En las reflexiones humanísticas de José Martí hubo espacio adecuado para las consideraciones sobre las más populares expresiones del arte, incluyendo la música, que el Maestro calificó como «la más bella forma de lo bello».
De modo especial, al arte de los sonidos dedicó una privilegiada atención al ponderar positivamente su impacto sensorial, como vehículo formador y afianzador de sentimientos. Este aspecto tenía una importancia de primer orden, sobre todo si esos sentimientos tenían que ver con el patriotismo.
En uno de sus conocidos Versos Sencillos, Martí afirmó: «Todo es música y razón». No debe causar extrañeza, que, si en criterio de nuestro héroe mayor, la música estaba «palpitando perpetuamente en el espacio, acompañada de razón», ella estuviera presente, con fuerza restallante, en las páginas de Patria, voz del «patriotismo virtuoso y fundador».
Cómo se conoce, este periódico nació el 14 de marzo de 1892 como una herramienta de formación ideológica, para apoyar los preparativos de la nueva gesta por la independencia de Cuba que ya se fraguaba y auxiliar la libertad de la hermana isla de Puerto Rico.
La más bella de las expresiones artísticas, de acuerdo al juicio del mayor genio político del siglo XIX cubano, no era un mero desprendimiento estético del alma humana, era algo más que «combinar los sonidos con el tiempo».
Recuérdese que no sería la primera vez que música y patria estuviesen íntimamente relacionados sentimentalmente. Con «La Bayamesa», de Céspedes, Castillo y Fornaris, la Guerra del 68 tuvo su canto patriótico con la pieza de igual nombre escrita por Perucho Figueredo. Se sabe, además, que el propio Martí escogió la ópera Carmen para la educación sentimental de María Mantilla, una obra donde la protagonista asegura que “libre nació y libre ha de morir”.
Con esos antecedentes no extraña que el propagandista y agitador que llevaba en sus manos los principales hilos en la preparación de la guerra necesaria, viera en la música la posibilidad de generar sentimientos y emociones, lo que justificaba sobradamente su presencia en el periódico que vio la luz por inspiración martiana.
En otra de sus referencias acerca de la significación de la música, el Delegado del Partido Revolucionario Cubano valoró a ésta como “un hada invisible, en las ciudades invita a la alegría, al perdón, y al movimiento, en campaña pone las armas en manos de los combatientes”.

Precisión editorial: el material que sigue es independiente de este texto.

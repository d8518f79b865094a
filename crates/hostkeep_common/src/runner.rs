//! Step Runner
//!
//! Executes the ordered step list exactly once per run:
//! 1. eligibility predicate false -> `skipped`, body never runs, no prompt
//! 2. interactive step -> bounded yes/no prompt, decline -> `skipped`
//! 3. body runs through the command executor
//! 4. classification by failure mode: success, soft failure, hard failure
//! 5. outcome appended to the run context
//!
//! A hard failure stops the loop; later steps get no outcome at all.
//! The runner is the only writer of the outcome sequence.

use crate::command_exec::{CommandOutput, CommandRunner, CommandSpec};
use crate::config::HostkeepConfig;
use crate::display;
use crate::features::Eligibility;
use crate::helper_stager::HelperStager;
use crate::host::HostProbe;
use crate::prompt::Confirm;
use crate::steps::{MaintenanceStep, StepFailure, StepOutcome, StepStatus};
use chrono::{DateTime, Utc};
use std::time::Instant;
use tracing::{error, info, warn};
use uuid::Uuid;

/// Process-wide state of one invocation
#[derive(Debug)]
pub struct RunContext {
    pub run_id: Uuid,
    pub hostname: String,
    pub started_at: DateTime<Utc>,
    pub config: HostkeepConfig,
    outcomes: Vec<StepOutcome>,
}

impl RunContext {
    pub fn new(config: HostkeepConfig, hostname: impl Into<String>) -> Self {
        Self {
            run_id: Uuid::new_v4(),
            hostname: hostname.into(),
            started_at: Utc::now(),
            config,
            outcomes: Vec::new(),
        }
    }

    /// Outcomes in execution order
    pub fn outcomes(&self) -> &[StepOutcome] {
        &self.outcomes
    }

    pub fn count(&self, status: StepStatus) -> usize {
        self.outcomes.iter().filter(|o| o.status == status).count()
    }

    pub fn hard_failure(&self) -> Option<&StepOutcome> {
        self.outcomes
            .iter()
            .find(|o| o.status == StepStatus::HardFailed)
    }

    fn record(&mut self, outcome: StepOutcome) {
        self.outcomes.push(outcome);
    }
}

/// Read-only view handed to step bodies and eligibility predicates
pub struct StepEnv<'a> {
    pub config: &'a HostkeepConfig,
    pub hostname: &'a str,
    pub exec: &'a dyn CommandRunner,
    pub host: &'a dyn HostProbe,
    pub stager: &'a HelperStager<'a>,
}

impl<'a> StepEnv<'a> {
    /// Run one command and classify it: spawn errors and non-benign exit
    /// codes become a `StepFailure` naming the command
    pub fn run(&self, spec: &CommandSpec) -> Result<CommandOutput, StepFailure> {
        let output = self
            .exec
            .run(spec)
            .map_err(|e| StepFailure::new(format!("cannot start `{}`: {}", spec, e)))?;

        if output.succeeded(spec) {
            return Ok(output);
        }

        let detail = output
            .last_error_line()
            .map(|l| format!(": {}", l))
            .unwrap_or_default();
        Err(StepFailure::new(format!(
            "`{}` failed ({}){}",
            spec,
            output.describe_exit(),
            detail
        )))
    }

    /// Run commands in order, stopping at the first failure
    pub fn run_all(&self, specs: &[CommandSpec]) -> Result<Vec<CommandOutput>, StepFailure> {
        specs.iter().map(|s| self.run(s)).collect()
    }
}

/// Summary of the loop itself; outcomes live in the `RunContext`
#[derive(Debug, Clone, PartialEq, Eq)]
pub struct RunReport {
    /// Steps that produced an outcome
    pub processed: usize,
    /// Name of the hard-failed step, when the run was halted
    pub halted_by: Option<String>,
}

pub struct StepRunner<'a> {
    exec: &'a dyn CommandRunner,
    host: &'a dyn HostProbe,
    prompt: &'a dyn Confirm,
    stager: &'a HelperStager<'a>,
}

impl<'a> StepRunner<'a> {
    pub fn new(
        exec: &'a dyn CommandRunner,
        host: &'a dyn HostProbe,
        prompt: &'a dyn Confirm,
        stager: &'a HelperStager<'a>,
    ) -> Self {
        Self {
            exec,
            host,
            prompt,
            stager,
        }
    }

    pub fn run(&self, steps: &[MaintenanceStep], ctx: &mut RunContext) -> RunReport {
        let total = steps.len();
        let mut report = RunReport {
            processed: 0,
            halted_by: None,
        };

        for (index, step) in steps.iter().enumerate() {
            let position = index + 1;
            let start = Instant::now();
            display::banner(position, total, &step.title);

            let (status, message) = self.process(step, ctx);

            let outcome = StepOutcome {
                position,
                step: step.name.clone(),
                status,
                message,
                duration_ms: start.elapsed().as_millis() as u64,
            };
            display::print_status(outcome.status, &outcome.step, &outcome.message);
            match outcome.status {
                StepStatus::Succeeded | StepStatus::Skipped => {
                    info!("step {} {}: {}", outcome.step, outcome.status, outcome.message)
                }
                StepStatus::SoftFailed => {
                    warn!("step {} {}: {}", outcome.step, outcome.status, outcome.message)
                }
                StepStatus::HardFailed => {
                    error!("step {} {}: {}", outcome.step, outcome.status, outcome.message)
                }
            }

            let halted = outcome.status == StepStatus::HardFailed;
            ctx.record(outcome);
            report.processed += 1;

            if halted {
                error!("halting after hard failure in {}", step.name);
                report.halted_by = Some(step.name.clone());
                break;
            }
        }

        report
    }

    fn process(&self, step: &MaintenanceStep, ctx: &RunContext) -> (StepStatus, String) {
        let env = StepEnv {
            config: &ctx.config,
            hostname: &ctx.hostname,
            exec: self.exec,
            host: self.host,
            stager: self.stager,
        };

        if let Eligibility::Ineligible(reason) = step.eligibility(&env) {
            return (StepStatus::Skipped, reason);
        }

        if let Some(question) = &step.confirmation {
            if !self.prompt.confirm(question, ctx.config.prompt_timeout()) {
                return (StepStatus::Skipped, "user declined".to_string());
            }
        }

        let result = step.execute(&env);
        let status = StepStatus::classify(&result, step.failure_mode);
        let message = match result {
            Ok(message) => message,
            Err(failure) => failure.message,
        };
        (status, message)
    }
}

#[cfg(test)]
mod tests {
    use super::*;
    use crate::cleanup::CleanupRegistry;
    use crate::command_exec::{FakeResponse, FakeRunner};
    use crate::config::HelperPolicy;
    use crate::helper_stager::FakeFetcher;
    use crate::host::FakeHost;
    use crate::prompt::AutoConfirm;
    use crate::steps::FailureMode;

    fn command_step(name: &str, mode: FailureMode) -> MaintenanceStep {
        let program = name.to_string();
        MaintenanceStep::new(name, name, mode, move |env| {
            env.run(&CommandSpec::new(program.clone()))?;
            Ok(format!("{} done", program))
        })
    }

    fn run_steps(
        steps: &[MaintenanceStep],
        exec: &FakeRunner,
        prompt: &AutoConfirm,
    ) -> (RunContext, RunReport) {
        let host = FakeHost::new();
        let fetcher = FakeFetcher::offline();
        let stager = HelperStager::new(&fetcher, CleanupRegistry::new(), HelperPolicy::Persistent);
        let mut ctx = RunContext::new(HostkeepConfig::default(), "testhost");
        let report = StepRunner::new(exec, &host, prompt, &stager).run(steps, &mut ctx);
        (ctx, report)
    }

    #[test]
    fn test_hard_failure_halts() {
        let steps = vec![
            command_step("one", FailureMode::AbortOnFailure),
            command_step("two", FailureMode::AbortOnFailure),
            command_step("three", FailureMode::ContinueOnFailure),
        ];
        let exec = FakeRunner::new().respond("two", FakeResponse::exit(100, "E: broken"));
        let (ctx, report) = run_steps(&steps, &exec, &AutoConfirm::no());

        assert_eq!(report.halted_by.as_deref(), Some("two"));
        assert_eq!(ctx.outcomes().len(), 2);
        assert_eq!(ctx.outcomes()[1].status, StepStatus::HardFailed);
        assert!(ctx.outcomes()[1].message.contains("E: broken"));
        assert_eq!(exec.count("three"), 0);
    }

    #[test]
    fn test_soft_failure_continues() {
        let steps = vec![
            command_step("one", FailureMode::ContinueOnFailure),
            command_step("two", FailureMode::AbortOnFailure),
        ];
        let exec = FakeRunner::new().respond("one", FakeResponse::exit(1, ""));
        let (ctx, report) = run_steps(&steps, &exec, &AutoConfirm::no());

        assert!(report.halted_by.is_none());
        assert_eq!(ctx.outcomes()[0].status, StepStatus::SoftFailed);
        assert_eq!(ctx.outcomes()[1].status, StepStatus::Succeeded);
        assert_eq!(exec.calls(), vec!["one", "two"]);
    }

    #[test]
    fn test_spawn_error_is_classified() {
        let steps = vec![command_step("ghost", FailureMode::ContinueOnFailure)];
        let exec = FakeRunner::new().respond("ghost", FakeResponse::not_found());
        let (ctx, _) = run_steps(&steps, &exec, &AutoConfirm::no());

        assert_eq!(ctx.outcomes()[0].status, StepStatus::SoftFailed);
        assert!(ctx.outcomes()[0].message.starts_with("cannot start `ghost`"));
    }

    #[test]
    fn test_ineligible_step_never_prompts_or_runs() {
        let steps = vec![command_step("fw", FailureMode::ContinueOnFailure)
            .eligible_when(|_| Eligibility::Ineligible("not a Raspberry Pi".into()))
            .confirm("Flash firmware?")];
        let exec = FakeRunner::new();
        let prompt = AutoConfirm::yes();
        let (ctx, _) = run_steps(&steps, &exec, &prompt);

        assert_eq!(ctx.outcomes()[0].status, StepStatus::Skipped);
        assert_eq!(ctx.outcomes()[0].message, "not a Raspberry Pi");
        assert!(prompt.asked().is_empty());
        assert!(exec.calls().is_empty());
    }

    #[test]
    fn test_declined_prompt_skips() {
        let steps = vec![
            command_step("fw", FailureMode::AbortOnFailure).confirm("Flash firmware?"),
            command_step("after", FailureMode::AbortOnFailure),
        ];
        let exec = FakeRunner::new();
        let prompt = AutoConfirm::no();
        let (ctx, _) = run_steps(&steps, &exec, &prompt);

        assert_eq!(ctx.outcomes()[0].status, StepStatus::Skipped);
        assert_eq!(ctx.outcomes()[0].message, "user declined");
        assert_eq!(prompt.asked(), vec!["Flash firmware?"]);
        assert_eq!(exec.calls(), vec!["after"]);
    }

    #[test]
    fn test_positions_follow_order() {
        let steps = vec![
            command_step("a", FailureMode::AbortOnFailure),
            command_step("b", FailureMode::AbortOnFailure),
        ];
        let (ctx, report) = run_steps(&steps, &FakeRunner::new(), &AutoConfirm::no());
        let positions: Vec<usize> = ctx.outcomes().iter().map(|o| o.position).collect();
        assert_eq!(positions, vec![1, 2]);
        assert_eq!(report.processed, 2);
        assert_eq!(ctx.count(StepStatus::Succeeded), 2);
    }
}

No es ajena a esa certidumbre, la decisión de publicar en las páginas de Patria las partituras musicales de “La Bayamesa” de Perucho Figueredo (el himno que “en la hora más bella y solemne de nuestra Patria, alzó el decoro dormido en el pecho de los hombres”) y “La Borinqueña”, aspiración identitaria del pueblo puertorriqueño.
Ambas melodías cumplen aquí una función combativa. Refiriéndose específicamente a nuestro canto redentor, el Apóstol explicó que se publicaba para que lo cantaran todos los cubanos y “espoleara la sangre en las venas juveniles”.
Los textos destinados a la música y los músicos que aparecieron en Patria, firmados por Martí o por alguno de sus colaboradores, responden a una política editorial pensada por el autor de «Nuestra América», como sugirió el doctor Salvador Arias. Por consiguiente, cada nota, reseña o comentario referidos a las actuaciones de músicos cubanos, tenían un contenido espeso, pleno de una mensajería que funge como resorte en la elevación de ideas y sentimientos y que conducen a trascendentes consideraciones.
Vale releer a modo de ejemplo las opiniones que vierte Martí acerca de las presentaciones de Ignacio Cervantes, Rafael Díaz Albertini y Emilio Agramonte para coincidir con Salvador Arias que no se puede dudar «de que la música en las páginas martianas de Patria no constituya una poderosa arma de lucha revolucionaria».